(Collection entries)
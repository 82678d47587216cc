//! HTTP-level integration tests for sign-up, login, refresh and revoke.

mod common;

use axum::http::StatusCode;
use chrono::{Duration, Utc};
use common::{
    body_json, build_test_app, log_in, post_bearer, post_empty, post_json,
    post_with_authorization, put_json_auth, sign_up, sign_up_and_log_in, str_field,
    TEST_JWT_SECRET,
};
use serde_json::json;
use uuid::Uuid;

use chirpy_api::auth::jwt::{issue_access_token_at, validate_access_token};
use chirpy_core::refresh_token::{generate_refresh_token, REFRESH_TOKEN_LEN};
use chirpy_db::models::refresh_token::RefreshToken;

// ---------------------------------------------------------------------------
// Users
// ---------------------------------------------------------------------------

#[tokio::test]
async fn test_create_user_returns_public_fields_only() {
    let (app, _store) = build_test_app();

    let json = sign_up(&app, "walt@breakingbad.com", "123456").await;

    assert!(json["id"].is_string());
    assert!(json["created_at"].is_string());
    assert!(json["updated_at"].is_string());
    assert_eq!(json["email"], "walt@breakingbad.com");
    assert_eq!(json["is_chirpy_red"], false);
    assert!(json.get("hashed_password").is_none());
    assert!(json.get("password").is_none());
}

#[tokio::test]
async fn test_create_user_with_empty_password_is_rejected() {
    let (app, _store) = build_test_app();

    let body = json!({ "email": "empty@example.com", "password": "" });
    let response = post_json(app, "/api/users", body).await;

    assert_eq!(response.status(), StatusCode::BAD_REQUEST);
}

#[tokio::test]
async fn test_create_user_with_duplicate_email_conflicts() {
    let (app, _store) = build_test_app();
    sign_up(&app, "dup@example.com", "first").await;

    let body = json!({ "email": "dup@example.com", "password": "second" });
    let response = post_json(app, "/api/users", body).await;

    assert_eq!(response.status(), StatusCode::CONFLICT);
    assert_eq!(body_json(response).await["code"], "CONFLICT");
}

#[tokio::test]
async fn test_update_user_changes_credentials() {
    let (app, _store) = build_test_app();
    let login = sign_up_and_log_in(&app, "before@example.com").await;
    let token = str_field(&login, "token");

    let body = json!({ "email": "after@example.com", "password": "new-password" });
    let response = put_json_auth(app.clone(), "/api/users", body, token).await;
    assert_eq!(response.status(), StatusCode::OK);
    let json = body_json(response).await;
    assert_eq!(json["email"], "after@example.com");
    assert_eq!(json["id"], login["id"]);

    // The new credentials work, the old email no longer does.
    log_in(&app, "after@example.com", "new-password").await;
    let body = json!({ "email": "before@example.com", "password": "correct-horse-battery-staple" });
    let response = post_json(app, "/api/login", body).await;
    assert_eq!(response.status(), StatusCode::UNAUTHORIZED);
}

#[tokio::test]
async fn test_update_user_requires_access_token() {
    let (app, _store) = build_test_app();

    let body = json!({ "email": "x@example.com", "password": "pw" });
    let response = put_json_auth(app, "/api/users", body, "not-a-jwt").await;

    assert_eq!(response.status(), StatusCode::UNAUTHORIZED);
}

// ---------------------------------------------------------------------------
// Login
// ---------------------------------------------------------------------------

#[tokio::test]
async fn test_login_returns_user_and_both_tokens() {
    let (app, _store) = build_test_app();
    let user = sign_up(&app, "login@example.com", "04234").await;

    let json = log_in(&app, "login@example.com", "04234").await;

    assert_eq!(json["id"], user["id"]);
    assert_eq!(json["email"], "login@example.com");
    let refresh_token = str_field(&json, "refresh_token");
    assert_eq!(refresh_token.len(), REFRESH_TOKEN_LEN);

    let subject = validate_access_token(str_field(&json, "token"), TEST_JWT_SECRET.as_bytes())
        .expect("issued token should validate");
    assert_eq!(subject.to_string(), str_field(&user, "id"));
}

#[tokio::test]
async fn test_login_failures_share_one_message() {
    let (app, _store) = build_test_app();
    sign_up(&app, "known@example.com", "right").await;

    let wrong_password = post_json(
        app.clone(),
        "/api/login",
        json!({ "email": "known@example.com", "password": "wrong" }),
    )
    .await;
    let unknown_email = post_json(
        app,
        "/api/login",
        json!({ "email": "ghost@example.com", "password": "right" }),
    )
    .await;

    assert_eq!(wrong_password.status(), StatusCode::UNAUTHORIZED);
    assert_eq!(unknown_email.status(), StatusCode::UNAUTHORIZED);
    let a = body_json(wrong_password).await;
    let b = body_json(unknown_email).await;
    assert_eq!(a["error"], "Incorrect email or password");
    assert_eq!(a, b);
}

// ---------------------------------------------------------------------------
// Refresh / revoke
// ---------------------------------------------------------------------------

#[tokio::test]
async fn test_refresh_issues_new_access_token() {
    let (app, store) = build_test_app();
    let login = sign_up_and_log_in(&app, "refresh@example.com").await;
    let refresh_token = str_field(&login, "refresh_token");

    let response = post_bearer(app.clone(), "/api/refresh", refresh_token).await;
    assert_eq!(response.status(), StatusCode::OK);
    let json = body_json(response).await;

    let subject = validate_access_token(str_field(&json, "token"), TEST_JWT_SECRET.as_bytes())
        .expect("refreshed token should validate");
    assert_eq!(subject.to_string(), str_field(&login, "id"));

    // No rotation: the same refresh token keeps working and is unchanged.
    let response = post_bearer(app, "/api/refresh", refresh_token).await;
    assert_eq!(response.status(), StatusCode::OK);
    let record = store.refresh_token(refresh_token).expect("record exists");
    assert!(record.revoked_at.is_none());
}

#[tokio::test]
async fn test_refresh_without_usable_token_is_unauthorized() {
    let (app, _store) = build_test_app();

    let missing = post_empty(app.clone(), "/api/refresh").await;
    let wrong_scheme = post_with_authorization(app.clone(), "/api/refresh", "Basic abc").await;
    let unknown = post_bearer(app.clone(), "/api/refresh", &generate_refresh_token()).await;
    let malformed = post_bearer(app, "/api/refresh", "abc").await;

    for response in [missing, wrong_scheme, unknown, malformed] {
        assert_eq!(response.status(), StatusCode::UNAUTHORIZED);
    }
}

#[tokio::test]
async fn test_revoked_refresh_token_is_rejected() {
    let (app, _store) = build_test_app();
    let login = sign_up_and_log_in(&app, "revoke@example.com").await;
    let refresh_token = str_field(&login, "refresh_token");

    let response = post_bearer(app.clone(), "/api/revoke", refresh_token).await;
    assert_eq!(response.status(), StatusCode::NO_CONTENT);

    // Revoking again is still fine.
    let response = post_bearer(app.clone(), "/api/revoke", refresh_token).await;
    assert_eq!(response.status(), StatusCode::NO_CONTENT);

    let response = post_bearer(app, "/api/refresh", refresh_token).await;
    assert_eq!(response.status(), StatusCode::UNAUTHORIZED);
}

#[tokio::test]
async fn test_revoke_requires_bearer_header() {
    let (app, _store) = build_test_app();

    let response = post_empty(app, "/api/revoke").await;

    assert_eq!(response.status(), StatusCode::UNAUTHORIZED);
}

#[tokio::test]
async fn test_expired_refresh_token_is_rejected() {
    let (app, store) = build_test_app();
    let user = sign_up(&app, "expired@example.com", "pw").await;
    let user_id: Uuid = str_field(&user, "id").parse().unwrap();

    let now = Utc::now();
    let token = generate_refresh_token();
    store.insert_refresh_token(RefreshToken {
        token: token.clone(),
        user_id,
        created_at: now - Duration::days(61),
        updated_at: now - Duration::days(61),
        expires_at: now - Duration::days(1),
        revoked_at: None,
    });

    let response = post_bearer(app, "/api/refresh", &token).await;

    assert_eq!(response.status(), StatusCode::UNAUTHORIZED);
}

#[tokio::test]
async fn test_expired_access_token_is_rejected() {
    let (app, _store) = build_test_app();
    let user = sign_up(&app, "stale@example.com", "pw").await;
    let user_id: Uuid = str_field(&user, "id").parse().unwrap();

    let token = issue_access_token_at(
        user_id,
        TEST_JWT_SECRET.as_bytes(),
        Duration::hours(1),
        Utc::now() - Duration::hours(2),
    )
    .unwrap();

    let body = json!({ "email": "stale@example.com", "password": "pw2" });
    let response = put_json_auth(app, "/api/users", body, &token).await;

    assert_eq!(response.status(), StatusCode::UNAUTHORIZED);
}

> _Task instructions_
Tally the lines of the records that contain the word "walt" and state the total alone.

> _Solution for this exercise_
2